À force de l’entendre répéter ça, j’avais fini par le croire et lui aussi, alors quand le médecin demanda à lui parler en privé, il me quitta en m’adressant un clin d’œil. Un clin d’œil qui signifiait que le cauchemar était bientôt terminé.

A priori le médecin n’était pas de cet avis, et lorsque mon père sortit de son bureau, en regardant son visage, je sus aussitôt que le clin d’œil avait été un mensonge involontaire.

— Ils vont garder ta mère en observation pendant quelque temps, c’est plus simple ainsi. Comme ça, lorsqu’elle sortira, elle sera complètement guérie. Encore quelques jours et tout sera fini, ça nous laisse le temps de réparer les dégâts du salon pour son retour. Tu choisiras la couleur de la peinture, tu vas voir, on va bien s’amuser ! affirma-t-il, même si ses yeux tristes et doux disaient tout le contraire.

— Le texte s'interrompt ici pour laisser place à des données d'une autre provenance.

// src/transport.rs

//! Request/response plumbing between the orchestrator and the analyzer.
//!
//! The channel itself is ordered and non-blocking, but replies are
//! matched to in-flight requests through a pending-request table keyed by
//! style id, never by arrival order. At most one render is in flight at a
//! time (the host-side scratch node must be discarded before the next
//! style can render), so `request_scan` is a synchronous-looking
//! suspension point: it sends, then pumps the receiver until its own id
//! is fulfilled or the bounded wait expires.

use crate::error::PipelineError;
use crate::message::{HostMessage, ScanBounds, UiMessage};
use crate::style::StyleId;
use crate::tokens::TokenStore;
use log::{debug, trace, warn};
use std::collections::HashMap;
use std::sync::mpsc::{Receiver, RecvTimeoutError, Sender};
use std::time::{Duration, Instant};

/// How long the host waits for a scan reply before declaring the request
/// dead. A reply that never arrives would otherwise stall the pipeline
/// forever.
pub const RESPONSE_TIMEOUT: Duration = Duration::from_secs(10);

/// One in-flight request slot. Fulfilled exactly once.
#[derive(Debug)]
enum Pending {
    Waiting,
    Fulfilled(Result<ScanBounds, String>),
}

/// Table of in-flight scan requests plus the dispatch logic that resolves
/// exactly the entry matching an inbound reply's id.
#[derive(Debug, Default)]
pub struct ResponseBroker {
    pending: HashMap<StyleId, Pending>,
}

impl ResponseBroker {
    pub fn new() -> Self {
        ResponseBroker {
            pending: HashMap::new(),
        }
    }

    /// Registers a request slot for `id`. The pipeline keeps at most one
    /// render in flight, but the table keys on identity so a late reply
    /// for an earlier request can never satisfy the wrong await.
    pub fn register(&mut self, id: StyleId) {
        if self.pending.insert(id.clone(), Pending::Waiting).is_some() {
            warn!("broker: duplicate registration for style '{}'", id);
        }
    }

    /// Routes one inbound message. Replies for ids nobody is waiting on,
    /// and second replies for an already-fulfilled id, are logged and
    /// dropped.
    pub fn dispatch(&mut self, message: UiMessage) {
        match message {
            UiMessage::Ready => {
                debug!("broker: READY received outside startup; ignoring");
            }
            UiMessage::Response { id, outcome } => match self.pending.get_mut(&id) {
                Some(slot @ Pending::Waiting) => {
                    trace!("broker: fulfilling request for style '{}'", id);
                    *slot = Pending::Fulfilled(outcome);
                }
                Some(Pending::Fulfilled(_)) => {
                    warn!("broker: second reply for style '{}' dropped", id);
                }
                None => {
                    warn!("broker: reply for unknown style '{}' dropped", id);
                }
            },
        }
    }

    /// Removes and returns the fulfilled outcome for `id`, if it is ready.
    pub fn take(&mut self, id: &StyleId) -> Option<Result<ScanBounds, String>> {
        if !matches!(self.pending.get(id), Some(Pending::Fulfilled(_))) {
            return None;
        }
        match self.pending.remove(id) {
            Some(Pending::Fulfilled(outcome)) => Some(outcome),
            _ => None,
        }
    }
}

/// The orchestrator's view of the analyzer process.
pub trait AnalyzerLink {
    /// Sends one rendered sample and blocks until its correlated bounds
    /// arrive.
    fn request_scan(&mut self, id: &StyleId, bytes: Vec<u8>) -> Result<ScanBounds, PipelineError>;

    /// Hands the finished token store to the UI side.
    fn post_config(&mut self, config: TokenStore) -> Result<(), PipelineError>;
}

/// Channel-backed link used by the real pipeline. Owns the host ends of
/// both channels and the broker that correlates replies.
pub struct ChannelLink {
    tx: Sender<HostMessage>,
    rx: Receiver<UiMessage>,
    broker: ResponseBroker,
    timeout: Duration,
}

impl ChannelLink {
    pub fn new(tx: Sender<HostMessage>, rx: Receiver<UiMessage>) -> Self {
        ChannelLink {
            tx,
            rx,
            broker: ResponseBroker::new(),
            timeout: RESPONSE_TIMEOUT,
        }
    }

    #[cfg(test)]
    fn with_timeout(tx: Sender<HostMessage>, rx: Receiver<UiMessage>, timeout: Duration) -> Self {
        ChannelLink {
            tx,
            rx,
            broker: ResponseBroker::new(),
            timeout,
        }
    }

    /// Blocks until the UI side announces it is listening. Anything else
    /// arriving first is routed through the broker.
    pub fn wait_ready(&mut self) -> Result<(), PipelineError> {
        loop {
            match self.rx.recv() {
                Ok(UiMessage::Ready) => {
                    debug!("link: analyzer ready");
                    return Ok(());
                }
                Ok(other) => self.broker.dispatch(other),
                Err(_) => return Err(PipelineError::ChannelClosed),
            }
        }
    }
}

impl AnalyzerLink for ChannelLink {
    fn request_scan(&mut self, id: &StyleId, bytes: Vec<u8>) -> Result<ScanBounds, PipelineError> {
        self.broker.register(id.clone());
        trace!("link: sending {} sample bytes for style '{}'", bytes.len(), id);
        self.tx
            .send(HostMessage::Bytes {
                id: id.clone(),
                bytes,
            })
            .map_err(|_| PipelineError::ChannelClosed)?;

        let deadline = Instant::now() + self.timeout;
        loop {
            if let Some(outcome) = self.broker.take(id) {
                return outcome.map_err(|reason| PipelineError::Decode {
                    style: id.clone(),
                    reason,
                });
            }

            let remaining = deadline.saturating_duration_since(Instant::now());
            if remaining.is_zero() {
                return Err(PipelineError::RenderTimeout {
                    style: id.clone(),
                    timeout_ms: self.timeout.as_millis() as u64,
                });
            }
            match self.rx.recv_timeout(remaining) {
                Ok(message) => self.broker.dispatch(message),
                Err(RecvTimeoutError::Timeout) => {
                    return Err(PipelineError::RenderTimeout {
                        style: id.clone(),
                        timeout_ms: self.timeout.as_millis() as u64,
                    })
                }
                Err(RecvTimeoutError::Disconnected) => return Err(PipelineError::ChannelClosed),
            }
        }
    }

    fn post_config(&mut self, config: TokenStore) -> Result<(), PipelineError> {
        self.tx
            .send(HostMessage::Config { config })
            .map_err(|_| PipelineError::ChannelClosed)
    }
}

#[cfg(test)]
mod tests {
    use super::*;
    use std::sync::mpsc;

    fn bounds(top: u32, bottom: u32, height: u32) -> ScanBounds {
        ScanBounds {
            top: Some(top),
            bottom: Some(bottom),
            height,
        }
    }

    #[test]
    fn broker_fulfills_only_the_matching_entry() {
        let mut broker = ResponseBroker::new();
        let first = StyleId::new("S:1");
        let second = StyleId::new("S:2");
        broker.register(first.clone());
        broker.register(second.clone());

        broker.dispatch(UiMessage::Response {
            id: second.clone(),
            outcome: Ok(bounds(2, 2, 20)),
        });

        assert!(broker.take(&first).is_none());
        assert_eq!(broker.take(&second), Some(Ok(bounds(2, 2, 20))));
    }

    #[test]
    fn broker_drops_replies_for_unknown_ids() {
        let mut broker = ResponseBroker::new();
        broker.dispatch(UiMessage::Response {
            id: StyleId::new("S:ghost"),
            outcome: Ok(bounds(1, 1, 10)),
        });
        assert!(broker.take(&StyleId::new("S:ghost")).is_none());
    }

    #[test]
    fn broker_keeps_the_first_of_two_replies() {
        let mut broker = ResponseBroker::new();
        let id = StyleId::new("S:1");
        broker.register(id.clone());
        broker.dispatch(UiMessage::Response {
            id: id.clone(),
            outcome: Ok(bounds(3, 4, 30)),
        });
        broker.dispatch(UiMessage::Response {
            id: id.clone(),
            outcome: Ok(bounds(9, 9, 90)),
        });
        assert_eq!(broker.take(&id), Some(Ok(bounds(3, 4, 30))));
    }

    #[test_log::test]
    fn request_scan_skips_stale_replies_and_resolves_by_id() {
        let (host_tx, _ui_rx) = mpsc::channel();
        let (ui_tx, host_rx) = mpsc::channel();
        let id = StyleId::new("S:want");

        // A stray reply for a different id sits in the channel ahead of
        // the real one; correlation must skip past it.
        ui_tx
            .send(UiMessage::Response {
                id: StyleId::new("S:stale"),
                outcome: Ok(bounds(1, 1, 10)),
            })
            .unwrap();
        ui_tx
            .send(UiMessage::Response {
                id: id.clone(),
                outcome: Ok(bounds(5, 6, 40)),
            })
            .unwrap();

        let mut link = ChannelLink::new(host_tx, host_rx);
        let result = link.request_scan(&id, vec![0u8; 4]).unwrap();
        assert_eq!(result, bounds(5, 6, 40));
    }

    #[test]
    fn request_scan_times_out_when_no_reply_arrives() {
        let (host_tx, _ui_rx) = mpsc::channel();
        let (_ui_tx, host_rx) = mpsc::channel::<UiMessage>();
        let mut link = ChannelLink::with_timeout(host_tx, host_rx, Duration::from_millis(10));

        let err = link.request_scan(&StyleId::new("S:1"), Vec::new()).unwrap_err();
        assert!(matches!(err, PipelineError::RenderTimeout { .. }));
    }

    #[test]
    fn request_scan_surfaces_decode_failures_as_fatal() {
        let (host_tx, _ui_rx) = mpsc::channel();
        let (ui_tx, host_rx) = mpsc::channel();
        let id = StyleId::new("S:bad");
        ui_tx
            .send(UiMessage::Response {
                id: id.clone(),
                outcome: Err("not a PNG".to_string()),
            })
            .unwrap();

        let mut link = ChannelLink::new(host_tx, host_rx);
        let err = link.request_scan(&id, vec![1, 2, 3]).unwrap_err();
        match err {
            PipelineError::Decode { style, reason } => {
                assert_eq!(style, id);
                assert_eq!(reason, "not a PNG");
            }
            other => panic!("expected Decode, got {:?}", other),
        }
    }

    #[test]
    fn wait_ready_routes_early_replies_through_the_broker() {
        let (host_tx, _ui_rx) = mpsc::channel();
        let (ui_tx, host_rx) = mpsc::channel();
        ui_tx
            .send(UiMessage::Response {
                id: StyleId::new("S:early"),
                outcome: Ok(bounds(1, 1, 10)),
            })
            .unwrap();
        ui_tx.send(UiMessage::Ready).unwrap();

        let mut link = ChannelLink::new(host_tx, host_rx);
        assert!(link.wait_ready().is_ok());
    }

    #[test]
    fn channel_teardown_is_channel_closed() {
        let (host_tx, _ui_rx) = mpsc::channel();
        let (ui_tx, host_rx) = mpsc::channel::<UiMessage>();
        drop(ui_tx);
        let mut link = ChannelLink::new(host_tx, host_rx);
        assert!(matches!(
            link.wait_ready().unwrap_err(),
            PipelineError::ChannelClosed
        ));
    }
}
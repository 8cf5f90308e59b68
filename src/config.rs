// src/config.rs

//! Export options: the file-based stand-in for the panel's form input.
//!
//! The panel itself is an external collaborator; what it would collect
//! (pixel widths per breakpoint label, fallback stacks per font family,
//! and a group selection) arrives here as an optional JSON file instead.

use anyhow::{Context, Result};
use serde::{Deserialize, Serialize};
use std::collections::BTreeMap;
use std::path::Path;

/// User edits normally typed into the plugin panel. Everything is
/// optional; the default exports every group with untouched breakpoints
/// and single-family stacks.
#[derive(Debug, Clone, Default, PartialEq, Serialize, Deserialize)]
#[serde(default)]
pub struct ExportOptions {
    /// Breakpoint label → pixel width ("sm" → "640").
    pub breakpoints: BTreeMap<String, String>,
    /// Primary family → comma-separated fallback stack
    /// ("Inter" → "Helvetica, Arial, sans-serif").
    pub fonts: BTreeMap<String, String>,
    /// Groups to export. Absent means all of them.
    pub selection: Option<Vec<String>>,
}

impl ExportOptions {
    pub fn load(path: &Path) -> Result<Self> {
        let raw = std::fs::read_to_string(path)
            .with_context(|| format!("reading export options {}", path.display()))?;
        serde_json::from_str(&raw)
            .with_context(|| format!("parsing export options {}", path.display()))
    }
}
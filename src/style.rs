// src/style.rs

//! Text style definitions as read from the host document, plus the unit
//! conversions that turn raw style values into CSS-like token values.
//!
//! A style's display name is hierarchical with exactly one `/` separating
//! the group from the variant ("Body/sm"); names with zero or multiple
//! separators never enter the pipeline. All numeric conversions are
//! relative to the style's own font size.

use serde::{Deserialize, Serialize};
use std::fmt;

/// The hierarchical separator in style display names.
pub const NAME_SEPARATOR: char = '/';

/// Unique identity of a text style inside the host document. Doubles as
/// the correlation id for render/scan round trips.
#[derive(Debug, Clone, PartialEq, Eq, Hash, Serialize, Deserialize)]
pub struct StyleId(pub String);

impl StyleId {
    pub fn new(id: impl Into<String>) -> Self {
        StyleId(id.into())
    }
}

impl fmt::Display for StyleId {
    fn fmt(&self, f: &mut fmt::Formatter<'_>) -> fmt::Result {
        f.write_str(&self.0)
    }
}

/// A concrete font face: family plus face label ("Inter", "Extra Bold").
#[derive(Debug, Clone, PartialEq, Eq, Serialize, Deserialize)]
pub struct FontName {
    pub family: String,
    pub style: String,
}

/// Font reference on a style. `Mixed` is the host's shared symbolic
/// placeholder for styles spanning multiple faces; it cannot be loaded
/// and carries no family or face label. Serialized as JSON `null`.
#[derive(Debug, Clone, PartialEq, Eq, Serialize, Deserialize)]
#[serde(untagged)]
pub enum FontRef {
    Concrete(FontName),
    Mixed,
}

impl FontRef {
    pub fn is_mixed(&self) -> bool {
        matches!(self, FontRef::Mixed)
    }

    pub fn family(&self) -> Option<&str> {
        match self {
            FontRef::Concrete(font) => Some(&font.family),
            FontRef::Mixed => None,
        }
    }

    /// The face label the weight/slant parser runs against.
    pub fn face_label(&self) -> Option<&str> {
        match self {
            FontRef::Concrete(font) => Some(&font.style),
            FontRef::Mixed => None,
        }
    }
}

/// Line height as stored on the style.
#[derive(Debug, Clone, Copy, PartialEq, Serialize, Deserialize)]
#[serde(tag = "unit", content = "value", rename_all = "UPPERCASE")]
pub enum LineHeight {
    Percent(f64),
    Pixels(f64),
    Auto,
}

/// Letter spacing as stored on the style.
#[derive(Debug, Clone, Copy, PartialEq, Serialize, Deserialize)]
#[serde(tag = "unit", content = "value", rename_all = "UPPERCASE")]
pub enum LetterSpacing {
    Percent(f64),
    Pixels(f64),
}

/// Text case transformation as stored on the style. Host values outside
/// the known four land on `Unknown` and produce no `textTransform`.
#[derive(Debug, Clone, Copy, PartialEq, Eq, Serialize, Deserialize)]
#[serde(rename_all = "UPPERCASE")]
pub enum TextCase {
    Original,
    Upper,
    Lower,
    Title,
    #[serde(other)]
    Unknown,
}

impl TextCase {
    /// CSS `text-transform` value for this case. `Unknown` degrades to
    /// `None` and the attribute is simply omitted.
    pub fn text_transform(self) -> Option<&'static str> {
        match self {
            TextCase::Original => Some("none"),
            TextCase::Upper => Some("uppercase"),
            TextCase::Lower => Some("lowercase"),
            TextCase::Title => Some("capitalize"),
            TextCase::Unknown => None,
        }
    }
}

/// A text style definition as enumerated by the host document. Read-only
/// to the pipeline.
#[derive(Debug, Clone, PartialEq, Serialize, Deserialize)]
#[serde(rename_all = "camelCase")]
pub struct StyleDefinition {
    pub id: StyleId,
    pub name: String,
    pub font_size: f64,
    #[serde(rename = "fontName")]
    pub font: FontRef,
    pub line_height: LineHeight,
    pub letter_spacing: LetterSpacing,
    pub text_case: TextCase,
}

/// Splits a hierarchical style name into `(group, variant)`.
///
/// Only names with exactly one separator qualify; anything else returns
/// `None` and the style is excluded from the pipeline.
pub fn split_style_name(name: &str) -> Option<(&str, &str)> {
    let mut parts = name.split(NAME_SEPARATOR);
    match (parts.next(), parts.next(), parts.next()) {
        (Some(group), Some(variant), None) => Some((group, variant)),
        _ => None,
    }
}

/// Letter spacing in `em` units relative to the style's own font size.
pub fn letter_spacing_em(spacing: LetterSpacing, font_size: f64) -> f64 {
    match spacing {
        LetterSpacing::Percent(value) => value / 100.0,
        LetterSpacing::Pixels(value) => value / font_size,
    }
}

/// Explicit line height as a ratio of the font size. `Auto` has no
/// explicit value and defers to the measured sample height.
pub fn line_height_ratio(line_height: LineHeight, font_size: f64) -> Option<f64> {
    match line_height {
        LineHeight::Percent(value) => Some(value / 100.0),
        LineHeight::Pixels(value) => Some(value / font_size),
        LineHeight::Auto => None,
    }
}

#[cfg(test)]
mod tests {
    use super::*;

    #[test]
    fn splits_names_with_exactly_one_separator() {
        assert_eq!(split_style_name("Body/sm"), Some(("Body", "sm")));
        assert_eq!(split_style_name("Heading/2xl"), Some(("Heading", "2xl")));
        // A trailing separator still counts as one; the variant is empty.
        assert_eq!(split_style_name("Body/"), Some(("Body", "")));
    }

    #[test]
    fn rejects_names_with_zero_or_many_separators() {
        assert_eq!(split_style_name("Body"), None);
        assert_eq!(split_style_name("Marketing/Body/sm"), None);
        assert_eq!(split_style_name(""), None);
    }

    #[test]
    fn letter_spacing_percent_is_relative_to_100() {
        assert_eq!(letter_spacing_em(LetterSpacing::Percent(10.0), 99.0), 0.1);
        assert_eq!(letter_spacing_em(LetterSpacing::Percent(0.0), 14.0), 0.0);
    }

    #[test]
    fn letter_spacing_pixels_is_relative_to_font_size() {
        assert_eq!(letter_spacing_em(LetterSpacing::Pixels(4.0), 16.0), 0.25);
    }

    #[test]
    fn line_height_conversions() {
        assert_eq!(line_height_ratio(LineHeight::Percent(150.0), 18.0), Some(1.5));
        assert_eq!(line_height_ratio(LineHeight::Pixels(28.0), 14.0), Some(2.0));
        assert_eq!(line_height_ratio(LineHeight::Auto, 14.0), None);
    }

    #[test]
    fn text_transform_lookup() {
        assert_eq!(TextCase::Original.text_transform(), Some("none"));
        assert_eq!(TextCase::Upper.text_transform(), Some("uppercase"));
        assert_eq!(TextCase::Lower.text_transform(), Some("lowercase"));
        assert_eq!(TextCase::Title.text_transform(), Some("capitalize"));
        assert_eq!(TextCase::Unknown.text_transform(), None);
    }

    #[test]
    fn style_definition_deserializes_from_document_json() {
        let raw = r#"{
            "id": "S:1a2b",
            "name": "Body/sm",
            "fontSize": 14,
            "fontName": { "family": "Inter", "style": "Regular" },
            "lineHeight": { "unit": "PERCENT", "value": 150 },
            "letterSpacing": { "unit": "PIXELS", "value": 0.5 },
            "textCase": "ORIGINAL"
        }"#;
        let style: StyleDefinition = serde_json::from_str(raw).unwrap();
        assert_eq!(style.id, StyleId::new("S:1a2b"));
        assert_eq!(style.font_size, 14.0);
        assert_eq!(style.font.family(), Some("Inter"));
        assert_eq!(style.line_height, LineHeight::Percent(150.0));
        assert_eq!(style.letter_spacing, LetterSpacing::Pixels(0.5));
        assert_eq!(style.text_case, TextCase::Original);
    }

    #[test]
    fn auto_line_height_and_mixed_font_deserialize() {
        let raw = r#"{
            "id": "S:9",
            "name": "Display/lg",
            "fontSize": 48,
            "fontName": null,
            "lineHeight": { "unit": "AUTO" },
            "letterSpacing": { "unit": "PERCENT", "value": -2 },
            "textCase": "UPPER"
        }"#;
        let style: StyleDefinition = serde_json::from_str(raw).unwrap();
        assert!(style.font.is_mixed());
        assert_eq!(style.font.family(), None);
        assert_eq!(style.line_height, LineHeight::Auto);
    }

    #[test]
    fn unknown_text_case_is_tolerated() {
        let style: TextCase = serde_json::from_str(r#""SMALL_CAPS""#).unwrap();
        assert_eq!(style, TextCase::Unknown);
    }
}
// src/analyzer.rs

//! The unprivileged side of the pipeline: decodes rendered samples and
//! scans them for the vertical extent of opaque pixels.
//!
//! This side can read pixel buffers but cannot enumerate styles; each
//! inbound request is served independently and answered exactly once,
//! with the originating style id carried back unchanged.

use crate::message::{HostMessage, ScanBounds, UiMessage};
use crate::tokens::TokenStore;
use image::RgbaImage;
use log::{debug, info, warn};
use std::sync::mpsc::{Receiver, Sender};

/// Decodes PNG sample bytes into an RGBA frame.
pub fn decode_sample(bytes: &[u8]) -> Result<RgbaImage, image::ImageError> {
    let decoded = image::load_from_memory_with_format(bytes, image::ImageFormat::Png)?;
    Ok(decoded.into_rgba8())
}

/// Scans a frame for its opaque vertical bounds.
///
/// `top` is the index of the first row holding a pixel with non-zero
/// alpha, scanning rows top to bottom and columns left to right within a
/// row. `bottom` is the distance of the last such row from the bottom
/// edge (`height - row`), found by the mirrored scan. `height` is always
/// the full canvas height, not a scan result. A fully transparent frame
/// yields `None` for both bounds.
pub fn scan_alpha_bounds(frame: &RgbaImage) -> ScanBounds {
    let (width, height) = frame.dimensions();

    let mut top = None;
    'top: for y in 0..height {
        for x in 0..width {
            if frame.get_pixel(x, y)[3] > 0 {
                top = Some(y);
                break 'top;
            }
        }
    }

    let mut bottom = None;
    'bottom: for y in (0..height).rev() {
        for x in (0..width).rev() {
            if frame.get_pixel(x, y)[3] > 0 {
                bottom = Some(height - y);
                break 'bottom;
            }
        }
    }

    ScanBounds { top, bottom, height }
}

/// What the analyzer hands back to its spawner once the host delivers the
/// finished config and the loop ends.
#[derive(Debug)]
pub struct AnalyzerOutcome {
    pub config: TokenStore,
}

/// Reactive loop for the UI-side process.
///
/// Readiness is announced once at startup. Every scan request gets
/// exactly one reply (decode failures travel back as the error outcome).
/// The loop ends when the completed config arrives; it returns `None` if
/// the host side goes away before the handoff.
pub fn run_analyzer(
    requests: Receiver<HostMessage>,
    replies: Sender<UiMessage>,
) -> Option<AnalyzerOutcome> {
    if replies.send(UiMessage::Ready).is_err() {
        warn!("analyzer: host went away before startup");
        return None;
    }

    for message in requests {
        match message {
            HostMessage::Bytes { id, bytes } => {
                debug!(
                    "analyzer: scanning {} byte sample for style '{}'",
                    bytes.len(),
                    id
                );
                let outcome = match decode_sample(&bytes) {
                    Ok(frame) => {
                        let bounds = scan_alpha_bounds(&frame);
                        if bounds.top.is_none() {
                            warn!("analyzer: sample for style '{}' is fully transparent", id);
                        }
                        Ok(bounds)
                    }
                    Err(err) => Err(err.to_string()),
                };
                if replies.send(UiMessage::Response { id, outcome }).is_err() {
                    warn!("analyzer: reply channel closed; stopping");
                    return None;
                }
            }
            HostMessage::Config { config } => {
                info!("analyzer: received final config with {} groups", config.len());
                return Some(AnalyzerOutcome { config });
            }
        }
    }

    warn!("analyzer: request channel closed before the config handoff");
    None
}
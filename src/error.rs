// src/error.rs

//! Error taxonomy for the token pipeline.
//!
//! Malformed style names and unknown text cases are deliberately *not*
//! errors; they degrade silently (exclusion and an omitted attribute,
//! respectively). Everything that can actually sink the pipeline gets a
//! named kind here so callers of `TokenOrchestrator::run` can tell a dead
//! analyzer from a broken document.

use crate::style::StyleId;
use thiserror::Error;

#[derive(Debug, Error)]
pub enum PipelineError {
    /// A style carried a font size no conversion can divide by.
    #[error("style '{style}' has unusable font size {font_size}")]
    BadStyleGeometry { style: String, font_size: f64 },

    /// No scan reply arrived for the given style within the bounded wait.
    /// Without this, a lost reply would stall the pipeline forever.
    #[error("no scan response for style '{style}' within {timeout_ms}ms")]
    RenderTimeout { style: StyleId, timeout_ms: u64 },

    /// The analyzer could not decode the rendered sample. There is no
    /// retry policy, so this is fatal.
    #[error("analyzer failed to decode sample for style '{style}': {reason}")]
    Decode { style: StyleId, reason: String },

    /// The transport was torn down while the pipeline still needed it.
    #[error("transport channel closed before the pipeline finished")]
    ChannelClosed,

    /// The host document failed to enumerate, load, or render.
    #[error("host document error: {0:#}")]
    Provider(anyhow::Error),
}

Pour être gentil avec moi, mon père était aussi capable de faire des mensonges à l’envers.

6

Les médecins nous avaient expliqué qu’il fallait la protéger d’elle-même pour protéger les autres. Papa m’avait dit qu’il n’y avait que des médecins de la tête pour sortir des phrases pareilles. Maman était installée au deuxième étage de la clinique, celui des déménagés du ciboulot. Pour la plupart le déménagement était en cours, leur esprit partait petit à petit, alors ils attendaient calmement la fin du nettoyage, en mangeant des médicaments. Dans le couloir, il y avait beaucoup de gens qui semblaient pleins et normaux à l’extérieur, mais qui en fait étaient presque vides à l’intérieur. Le deuxième étage était une salle d’attente géante pour accéder au troisième étage, celui des décapités mentaux. À cet étage-là, les patients étaient beaucoup plus marrants. Pour eux le déménagement était terminé, les médicaments avaient tout enlevé, il ne restait que de la folie et du vent. Quand Papa voulait rester seul avec Maman, pour danser le slow des sentiments, ou faire des choses qui ne regardaient pas les enfants, j’aimais beaucoup aller me promener à l’étage du dessus.